The legend admitted that often in sports, teams have different sets of rules — one for the regular guys and one for the stars or the leaders. According to Brady, this can harm a team.
“You can get away with that when you’re winning, but it’s fatal the moment you face any amount of sustained adversity, especially if the failure you’re confronting is the result of not embodying the values you’ve claimed to embrace,” stated Brady.
“That’s when the cracks in your culture reveal themselves. The locker room gets divided, the team starts to underachieve, and fingers start getting pointed,” he added. However, setting up such a cultural precedent is easier said than done.
In the eyes of Brady, installing a winning mindset and culture is more of a long-term process rather than a sweeping and quick act of change. Accountability, dedication, and a removal of the ego are all necessary in order to get a team on the same page; anything short of that will cause the entire locker room to immediately begin unraveling.
The seven-time Super Bowl winner referred to this as “the disease of ‘it’s not my fault.'”
“Saying ‘it’s not my fault’ is never the right way to deal with adversity.

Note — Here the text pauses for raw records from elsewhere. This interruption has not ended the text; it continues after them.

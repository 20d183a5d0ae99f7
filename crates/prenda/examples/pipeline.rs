//! Small end-to-end tour: a chained pipeline, a recovery step, and a
//! limiter bounding concurrent work.

use std::rc::Rc;

use prenda::{all, Fault, Limiter, Promise, Scheduler, Value};

fn main() {
    let scheduler = Rc::new(Scheduler::new());

    // A pipeline of asynchronous steps. Each stage returns a future and
    // `chain` flattens it into the next stage's input.
    let stage_scheduler = scheduler.clone();
    let pipeline = Promise::with_value(&scheduler, Value::Int(2))
        .chain(
            Some(Box::new(move |value| {
                let squared = match value {
                    Value::Int(n) => Value::Int(n * n),
                    other => other,
                };
                Ok(Value::Future(Promise::with_value(&stage_scheduler, squared)))
            })),
            None,
        )
        .chain(
            Some(Box::new(|value| {
                Ok(Value::str(format!("pipeline produced {}", value)))
            })),
            None,
        );

    // A failing step recovered with `rescue`.
    let recovered = Promise::rejected(&scheduler, Fault::host(Value::str("flaky backend")))
        .rescue(Box::new(|fault| {
            Ok(Value::str(format!("recovered from: {}", fault)))
        }));

    // A limiter running at most two jobs at a time.
    let limiter = Limiter::new(&scheduler, 2, 16);
    let jobs: Vec<Promise> = (0..4i64)
        .map(|i| {
            let job_scheduler = scheduler.clone();
            limiter.add(Box::new(move || {
                let work = Promise::with_value(&job_scheduler, Value::Int(i * 10));
                Ok(Value::Future(work))
            }))
        })
        .collect();
    let batch = all(
        &scheduler,
        jobs.into_iter().map(Value::Future).collect(),
    );

    scheduler.run_until_idle();

    for result in [pipeline, recovered, batch] {
        match (result.value(), result.fault()) {
            (Some(value), _) => println!("fulfilled: {}", value),
            (_, Some(fault)) => println!("rejected: {}", fault),
            _ => println!("still pending"),
        }
    }
}
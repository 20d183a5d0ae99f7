//! Rejection causes and the settlement result type.

use crate::value::Value;

/// Result of applying a handler or settling a deferred value.
///
/// `Err` is the "thrown" channel: a handler that fails returns `Err` and the
/// dispatcher turns it into a rejection of the downstream promise.
pub type SettleResult<T> = Result<T, Fault>;

/// Why a promise rejected.
#[derive(Debug, Clone, PartialEq, thiserror::Error)]
pub enum Fault {
    /// A promise was resolved with itself.
    #[error("promise resolved with itself")]
    Cycle,

    /// A handler that must produce a future-like value produced something else.
    #[error("expected a future-like value")]
    ExpectedFuture,

    /// The promise was cancelled before it settled.
    #[error("promise cancelled")]
    Cancelled,

    /// A cause supplied by calling code, passed through unchanged.
    #[error("{0}")]
    Host(Value),

    /// Every input rejected; carries each cause in input order.
    #[error("no input fulfilled ({n} rejections)", n = .causes.len())]
    AllRejected {
        /// Rejection cause of each input, in input order.
        causes: Vec<Fault>,
    },

    /// A bounded wait queue was already full.
    #[error("wait queue has reached capacity: {capacity}")]
    CapacityReached {
        /// The queue bound that was hit.
        capacity: usize,
    },
}

impl Fault {
    /// Wrap a host-supplied value as a rejection cause.
    pub fn host(value: Value) -> Fault {
        Fault::Host(value)
    }
}

impl From<Value> for Fault {
    fn from(value: Value) -> Fault {
        Fault::Host(value)
    }
}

The opposite is true if anything. We have to say, ‘It is our fault and we need to fix it.’ Then we have to ask, ‘How do we get to the solutions?’ That’s what a great culture is all about,” added Brady.
Brady added that once the work has been done and the rules have been adhered to, “a good, strong, well-built culture” will inevitably become “self-sustaining.” Brady believes that a culture matures with time, leaving behind its values long after its original founders are gone.
From there, the momentum of those values will carry on through the next members of the organization. Simply put, sustaining a culture is easy, but installing one is anything but.
Brady had the better part of two decades to help instill such a mindset into the Patriots’ locker room. So it should come as no surprise that the franchise is still aiming to retain its ‘Patriot way’ even though both he and Bill Belichick left quite a while back.